What you write should be an exact copy of the material, from its first line through the line containing "pub mod response;".

..........

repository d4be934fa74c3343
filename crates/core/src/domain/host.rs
// Host operating system the engine runs on.
// Injected into the dispatcher so tests can pretend to be any platform.

/// OS family of the local machine
#[derive(Debug, Clone, PartialEq, Eq)]
pub enum HostOs {
    Linux,
    Windows,
    Other(String),
}

impl HostOs {
    /// Detect the OS this binary was built for
    pub fn current() -> Self {
        Self::from_name(std::env::consts::OS)
    }

    pub fn from_name(name: &str) -> Self {
        match name {
            "linux" => HostOs::Linux,
            "windows" => HostOs::Windows,
            other => HostOs::Other(other.to_string()),
        }
    }
}

impl std::fmt::Display for HostOs {
    fn fmt(&self, f: &mut std::fmt::Formatter<'_>) -> std::fmt::Result {
        match self {
            HostOs::Linux => write!(f, "linux"),
            HostOs::Windows => write!(f, "windows"),
            HostOs::Other(name) => write!(f, "{}", name),
        }
    }
}
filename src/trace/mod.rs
pub mod error;
pub mod report;
pub mod request;
pub mod response;
pub mod timing;
pub mod tracer;
pub mod transport;
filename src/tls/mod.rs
pub mod client_cert;
pub mod insecure;
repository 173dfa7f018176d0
pub mod run;
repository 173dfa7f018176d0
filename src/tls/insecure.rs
use pki_types::{CertificateDer, ServerName, UnixTime};
use rustls::client::danger::{
    HandshakeSignatureValid, ServerCertVerified, ServerCertVerifier,
};
use rustls::crypto::{verify_tls12_signature, verify_tls13_signature, CryptoProvider};
use rustls::{DigitallySignedStruct, SignatureScheme};

/// Certificate verifier that accepts any server certificate. Installed
/// only when the caller asked to skip certificate validation; signatures
/// are still checked against the provider's algorithms.
#[derive(Debug)]
pub struct NoCertificateVerification(CryptoProvider);

impl NoCertificateVerification {
    pub fn new(provider: CryptoProvider) -> Self {
        Self(provider)
    }
}

impl ServerCertVerifier for NoCertificateVerification {
    fn verify_server_cert(
        &self,
        _end_entity: &CertificateDer<'_>,
        _intermediates: &[CertificateDer<'_>],
        _server_name: &ServerName<'_>,
        _ocsp: &[u8],
        _now: UnixTime,
    ) -> Result<ServerCertVerified, rustls::Error> {
        Ok(ServerCertVerified::assertion())
    }

    fn verify_tls12_signature(
        &self,
        message: &[u8],
        cert: &CertificateDer<'_>,
        dss: &DigitallySignedStruct,
    ) -> Result<HandshakeSignatureValid, rustls::Error> {
        verify_tls12_signature(
            message,
            cert,
            dss,
            &self.0.signature_verification_algorithms,
        )
    }

    fn verify_tls13_signature(
        &self,
        message: &[u8],
        cert: &CertificateDer<'_>,
        dss: &DigitallySignedStruct,
    ) -> Result<HandshakeSignatureValid, rustls::Error> {
        verify_tls13_signature(
            message,
            cert,
            dss,
            &self.0.signature_verification_algorithms,
        )
    }

    fn supported_verify_schemes(&self) -> Vec<SignatureScheme> {
        self.0.signature_verification_algorithms.supported_schemes()
    }
}
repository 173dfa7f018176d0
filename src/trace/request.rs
use crate::trace::error::TraceError;
use bytes::Bytes;
use http_body_util::Full;
use hyper::header::{HeaderName, HeaderValue, HOST};
use hyper::Request as HyperRequest;
use std::str::FromStr;
use url::Url;

/// One logical trace request. The redirect loop rewrites `target` between
/// hops; everything else stays as the caller supplied it.
#[derive(Debug, Clone)]
pub struct Request {
    pub target: Url,
    pub method: String,
    /// Raw "Key: Value" lines, order kept, keys may repeat.
    pub headers: Vec<String>,
    pub body: String,
    pub client_cert_path: Option<String>,
    pub follow_redirects: bool,
    pub only_headers: bool,
    pub insecure: bool,
    pub max_redirects: usize,
}

impl Request {
    pub fn new(target: Url) -> Self {
        Self {
            target,
            method: String::from("GET"),
            headers: Vec::new(),
            body: String::new(),
            client_cert_path: None,
            follow_redirects: true,
            only_headers: false,
            insecure: false,
            max_redirects: 2,
        }
    }

    /// The last case-insensitive "host" header supplied by the caller, if
    /// any. It overrides the URL-derived Host value, last one wins.
    pub fn host_override(&self) -> Option<String> {
        self.headers
            .iter()
            .rev()
            .map(|h| header_key_value(h))
            .find(|(k, _)| k.eq_ignore_ascii_case("host"))
            .map(|(_, v)| v.to_string())
    }

    /// The effective Host header value: the override, or host[:port] from
    /// the target URL (port only when the URL names one explicitly).
    pub fn host_value(&self) -> Option<String> {
        if let Some(host) = self.host_override() {
            return Some(host);
        }
        let host = self.target.host_str()?;
        match self.target.port() {
            Some(port) => Some(format!("{host}:{port}")),
            None => Some(host.to_string()),
        }
    }

    /// Builds the wire request: method, absolute target URI, body sourced
    /// from the body string (empty string is an empty body, not absent),
    /// the effective Host header, and every other caller header appended
    /// in order with repeats preserved.
    pub(crate) fn cook(&self) -> Result<HyperRequest<Full<Bytes>>, TraceError> {
        let mut wire = HyperRequest::builder()
            .method(self.method.as_str())
            .uri(self.target.as_str())
            .body(Full::new(Bytes::from(self.body.clone())))?;

        let host = self
            .host_value()
            .ok_or_else(|| TraceError::MissingHost(self.target.to_string()))?;
        wire.headers_mut()
            .insert(HOST, HeaderValue::from_str(&host).map_err(http::Error::from)?);

        for line in &self.headers {
            let (key, value) = header_key_value(line);
            if key.eq_ignore_ascii_case("host") {
                continue;
            }
            wire.headers_mut().append(
                HeaderName::from_str(key).map_err(http::Error::from)?,
                HeaderValue::from_str(value).map_err(http::Error::from)?,
            );
        }
        Ok(wire)
    }
}

/// Splits a raw header line at the first colon; the value loses its
/// leading whitespace. Lines without a colon become a key with an empty
/// value.
pub fn header_key_value(line: &str) -> (&str, &str) {
    match line.split_once(':') {
        Some((key, value)) => (key.trim(), value.trim_start()),
        None => (line.trim(), ""),
    }
}
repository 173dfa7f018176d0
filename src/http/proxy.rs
use crate::trace::error::TraceError;
use std::net::IpAddr;
use tokio::io::{AsyncReadExt, AsyncWriteExt};
use tokio::net::TcpStream;

/// Read the proxy address for a scheme from the environment.
///
/// Checks `HTTPS_PROXY`/`https_proxy` or `HTTP_PROXY`/`http_proxy`, with
/// `ALL_PROXY`/`all_proxy` as a fallback. Returns `host:port`, or `None`
/// when no proxy is configured or the proxy scheme is unsupported
/// (socks is not supported).
pub fn from_env(scheme: &str) -> Option<String> {
    let env_var = if scheme == "https" {
        std::env::var("HTTPS_PROXY")
            .or_else(|_| std::env::var("https_proxy"))
            .or_else(|_| std::env::var("ALL_PROXY"))
            .or_else(|_| std::env::var("all_proxy"))
            .ok()
    } else {
        std::env::var("HTTP_PROXY")
            .or_else(|_| std::env::var("http_proxy"))
            .or_else(|_| std::env::var("ALL_PROXY"))
            .or_else(|_| std::env::var("all_proxy"))
            .ok()
    }?;

    parse_proxy_value(&env_var)
}

fn parse_proxy_value(value: &str) -> Option<String> {
    if let Ok(url) = url::Url::parse(value) {
        match url.scheme() {
            "http" => {
                let host = url.host_str()?;
                let port = url.port().unwrap_or(80);
                Some(format!("{}:{}", host, port))
            }
            "https" => {
                let host = url.host_str()?;
                let port = url.port().unwrap_or(443);
                Some(format!("{}:{}", host, port))
            }
            _ => None,
        }
    } else {
        // Assume the value is already in host:port format.
        Some(value.to_string())
    }
}

/// Whether a host must be reached directly. Loopback targets are never
/// proxied; otherwise `NO_PROXY`/`no_proxy` patterns apply
/// (`example.com` exact, `.example.com` suffix).
pub fn should_bypass(host: Option<&str>) -> bool {
    let host = match host {
        Some(h) => h,
        None => return false,
    };

    if is_loopback(host) {
        return true;
    }

    let no_proxy = match std::env::var("NO_PROXY").or_else(|_| std::env::var("no_proxy")) {
        Ok(val) => val,
        Err(_) => return false,
    };

    bypass_matches(host, &no_proxy)
}

fn is_loopback(host: &str) -> bool {
    if host.eq_ignore_ascii_case("localhost") {
        return true;
    }
    host.trim_start_matches('[')
        .trim_end_matches(']')
        .parse::<IpAddr>()
        .map(|ip| ip.is_loopback())
        .unwrap_or(false)
}

fn bypass_matches(host: &str, no_proxy: &str) -> bool {
    for pattern in no_proxy.split(',') {
        let pattern = pattern.trim();
        if pattern.is_empty() {
            continue;
        }

        if let Some(suffix) = pattern.strip_prefix('.') {
            if host.ends_with(pattern) || host == suffix {
                return true;
            }
        } else if host == pattern {
            return true;
        }
    }

    false
}

/// Turns an open connection to an HTTP proxy into a tunnel to the origin
/// by issuing a CONNECT request and waiting for a 2xx reply. The stream
/// is handed back untouched beyond the CONNECT exchange.
pub async fn establish_tunnel(
    mut stream: TcpStream,
    host: &str,
    port: u16,
) -> Result<TcpStream, TraceError> {
    let connect = format!("CONNECT {host}:{port} HTTP/1.1\r\nHost: {host}:{port}\r\n\r\n");
    stream
        .write_all(connect.as_bytes())
        .await
        .map_err(|e| TraceError::Proxy(e.to_string()))?;

    let mut head = Vec::new();
    let mut byte = [0u8; 1];
    while !head.ends_with(b"\r\n\r\n") {
        let n = stream
            .read(&mut byte)
            .await
            .map_err(|e| TraceError::Proxy(e.to_string()))?;
        if n == 0 {
            return Err(TraceError::Proxy(String::from(
                "proxy closed the connection during CONNECT",
            )));
        }
        head.push(byte[0]);
        if head.len() > 8192 {
            return Err(TraceError::Proxy(String::from(
                "oversized CONNECT response from proxy",
            )));
        }
    }

    let head = String::from_utf8_lossy(&head);
    let accepted = head
        .split_whitespace()
        .nth(1)
        .map(|code| code.starts_with('2'))
        .unwrap_or(false);
    if accepted {
        Ok(stream)
    } else {
        let status = head.lines().next().unwrap_or("").to_string();
        Err(TraceError::Proxy(format!("proxy refused CONNECT: {status}")))
    }
}
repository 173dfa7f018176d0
use clap::Parser;

#[derive(Parser)]
#[command(author, version, about, long_about)]
pub struct Cli {
    /// The request url,like http://www.google.com
    pub url: String,
    /// Specify request method to use
    #[arg(short = 'X', long = "request", value_name = "method")]
    pub method_option: Option<String>,
    /// HTTP POST data.
    #[arg(short = 'd', long = "data", value_name = "data")]
    pub body_option: Option<String>,
    /// Pass custom header(s) to server
    #[arg(short = 'H', long = "header", value_name = "header")]
    pub headers: Vec<String>,
    /// Client certificate file, pem with certificate and key
    #[arg(short = 'E', long = "cert", value_name = "certificate")]
    pub certificate_path_option: Option<String>,
    /// Allow insecure server connections
    #[arg(short = 'k', long = "insecure")]
    pub skip_certificate_validate: bool,
    /// Show document info only
    #[arg(short = 'I', long = "head")]
    pub header_option: bool,
    /// Do not follow 3xx redirects
    #[arg(long = "no-redirects")]
    pub no_redirects: bool,
    /// Maximum number of redirects to follow
    #[arg(long = "max-redirects", value_name = "num", default_value_t = 2)]
    pub max_redirects: usize,
    /// Print the trace wrapped in a json document
    #[arg(long = "json")]
    pub json: bool,
    /// Make the operation more talkative
    #[arg(short = 'v', long = "verbose", action = clap::ArgAction::Count)]
    pub verbosity: u8,
}
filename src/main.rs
#[macro_use]
extern crate tracing;

mod app;
mod cli;
mod http;
mod tls;
mod trace;

#[tokio::main]
async fn main() {
    if let Err(e) = app::run::main_with_error().await {
        println!("{e}");
        std::process::exit(1);
    }
}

..........

*YOUR RESPONSE*
repository d4be934fa74c3343
filename crates/core/src/domain/host.rs
// Host operating system the engine runs on.
// Injected into the dispatcher so tests can pretend to be any platform.

/// OS family of the local machine
#[derive(Debug, Clone, PartialEq, Eq)]
pub enum HostOs {
    Linux,
    Windows,
    Other(String),
}

impl HostOs {
    /// Detect the OS this binary was built for
    pub fn current() -> Self {
        Self::from_name(std::env::consts::OS)
    }

    pub fn from_name(name: &str) -> Self {
        match name {
            "linux" => HostOs::Linux,
            "windows" => HostOs::Windows,
            other => HostOs::Other(other.to_string()),
        }
    }
}

impl std::fmt::Display for HostOs {
    fn fmt(&self, f: &mut std::fmt::Formatter<'_>) -> std::fmt::Result {
        match self {
            HostOs::Linux => write!(f, "linux"),
            HostOs::Windows => write!(f, "windows"),
            HostOs::Other(name) => write!(f, "{}", name),
        }
    }
}
filename src/trace/mod.rs
pub mod error;
pub mod report;
pub mod request;
pub mod response;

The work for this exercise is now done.